L'ANIMA AL DIAVOLO - Il 26 giugno 2001 Rui è in vacanza in Portogallo, squilla il telefono, gli dicono che deve a tutti i costi lasciare Firenze. Per il portoghese sono attimi drammatici, voleranno parole grosse, scenderanno lacrime, talmente tante da annullare la festa del settimo anniversario di matrimonio con Rute, la ragazza storica sin dall'adolescenza. Rui di andarsene non ne vuol sapere, ma il telefono di Cecchi Gori squilla a vuoto.

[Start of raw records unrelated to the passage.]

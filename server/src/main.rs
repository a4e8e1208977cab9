use axum::{Router, response::IntoResponse, routing::get};
use maskpaint_server::config::Config;
use maskpaint_server::{AppState, HttpOracle, SegmentationOracle, build_router};
use metrics_exporter_prometheus::{PrometheusBuilder, PrometheusHandle};
use std::net::SocketAddr;
use std::path::Path;
use std::sync::Arc;
use std::time::Duration;
use tracing::{info, warn};
use tracing_subscriber::{layer::SubscriberExt, util::SubscriberInitExt};

/// Prometheus metrics handle for exposing metrics in Prometheus format
static PROMETHEUS_HANDLE: std::sync::OnceLock<PrometheusHandle> = std::sync::OnceLock::new();

/// Ensure a directory exists, creating it if necessary
fn ensure_directory(path: &Path, name: &str) -> std::io::Result<()> {
    if !path.exists() {
        std::fs::create_dir_all(path)?;
        info!("Created {} directory: {:?}", name, path);
        Ok(())
    } else if path.is_dir() {
        Ok(())
    } else {
        Err(std::io::Error::new(
            std::io::ErrorKind::InvalidInput,
            format!("{} path {:?} exists but is not a directory", name, path),
        ))
    }
}

/// Endpoint to expose metrics in Prometheus format
async fn prometheus_metrics() -> impl IntoResponse {
    PROMETHEUS_HANDLE
        .get()
        .map(|handle| handle.render())
        .unwrap_or_default()
}

/// Periodic update of gauge metrics
async fn update_gauge_metrics(state: &AppState) {
    metrics::gauge!("maskpaint_sessions_active").set(state.sessions.session_count().await as f64);
    metrics::gauge!("maskpaint_uptime_seconds").set(state.uptime_seconds() as f64);
}

async fn shutdown_signal() {
    if let Err(e) = tokio::signal::ctrl_c().await {
        warn!("Failed to listen for shutdown signal: {}", e);
        std::future::pending::<()>().await;
    }
    info!("Shutdown signal received");
}

#[tokio::main]
async fn main() -> anyhow::Result<()> {
    // Initialize Prometheus metrics recorder (must be done before any metrics are recorded)
    let prometheus_handle = PrometheusBuilder::new().install_recorder()?;
    PROMETHEUS_HANDLE.set(prometheus_handle).ok();

    // Initialize tracing
    tracing_subscriber::registry()
        .with(
            tracing_subscriber::EnvFilter::try_from_default_env().unwrap_or_else(|_| {
                "maskpaint=debug,maskpaint_server=debug,tower_http=debug".into()
            }),
        )
        .with(tracing_subscriber::fmt::layer())
        .init();

    // Load configuration from environment
    let config = Config::from_env();
    info!(
        "Loaded configuration: host={}, port={}",
        config.host, config.port
    );
    info!(
        "Oracle endpoint: {} (remote paint {})",
        config.oracle.url,
        if config.remote_paint_enabled {
            "enabled"
        } else {
            "disabled"
        }
    );

    if let Err(e) = ensure_directory(&config.results_dir, "results") {
        warn!(
            "Failed to create results directory {:?}: {}",
            config.results_dir, e
        );
    }

    let oracle: Arc<dyn SegmentationOracle> = Arc::new(HttpOracle::new(config.oracle.clone()));
    let app_state = AppState::from_config(&config, oracle);

    // Expire sessions in the background
    let session_config = app_state.sessions.config();
    info!(
        "Sessions expire {:?} after creation (sweep every {:?})",
        session_config.ttl, session_config.reaper_interval
    );
    app_state.sessions.start_reaper();

    // Periodic update of gauge metrics (every 5 seconds)
    let metrics_state = app_state.clone();
    tokio::spawn(async move {
        let mut interval = tokio::time::interval(Duration::from_secs(5));
        loop {
            interval.tick().await;
            update_gauge_metrics(&metrics_state).await;
        }
    });

    let app = Router::new()
        .route("/metrics/prometheus", get(prometheus_metrics))
        .merge(build_router(app_state.clone()));

    // Start the server
    let addr: SocketAddr = format!("{}:{}", config.host, config.port).parse()?;
    info!("Maskpaint server listening on {}", addr);

    let listener = tokio::net::TcpListener::bind(addr).await?;
    axum::serve(listener, app)
        .with_graceful_shutdown(shutdown_signal())
        .await?;

    app_state.sessions.stop_reaper();
    info!("Server stopped");

    Ok(())
}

Lo vorrebbero il Parma di Tanzi e la Lazio di Cragnoitti, Rui risponde picche ai crociati accettando l'offerta laziale anche grazie all'intercessione di Simone Inzaghi, correva il primo luglio. Alle 2 del mattino lo chiama Galliani, a Rui torna il sorriso, preme il tasto verde ed accetta la proposta rossonera, firmando il contratto più importante in carriera e facendo intascare alla Fiorentina ben 85 miliardi di lire. A San Siro Rui Costa farà fatica a segnare (solo 11 reti in 192 presenze), ma delizierà la Sud con quasi 70 assist in cinque anni fatti di dolori (Istanbul), gioie (la Champions contro la Juventus e la Supercoppa Europea vinta contro i rivali del Porto con tanto di assist) e passaggi di consegne (l'anno dello Scudetto con l'esplosione di Kakà e le continue staffette).Nel maggio 2006 il Musagete rescinde consensualmente col Milan ("Il Milan però ti entra nelle vene e non ne esce più") e fa ritorno al Benfica, pensate: negli ultimi due anni di Liga Portoghese segnerà più reti rispetto ai cinque anni in Serie A coi rossoneri. Tornerà a San Siro, da avversario, il 18 settembre 2007, accolto come un eroe, per una partita di Champions League. Dopo l'addio al calcio giocato Rui diventa direttore sportivo del club di Lisbona, impegnato in questi giorni nelle semifinali di Europa League.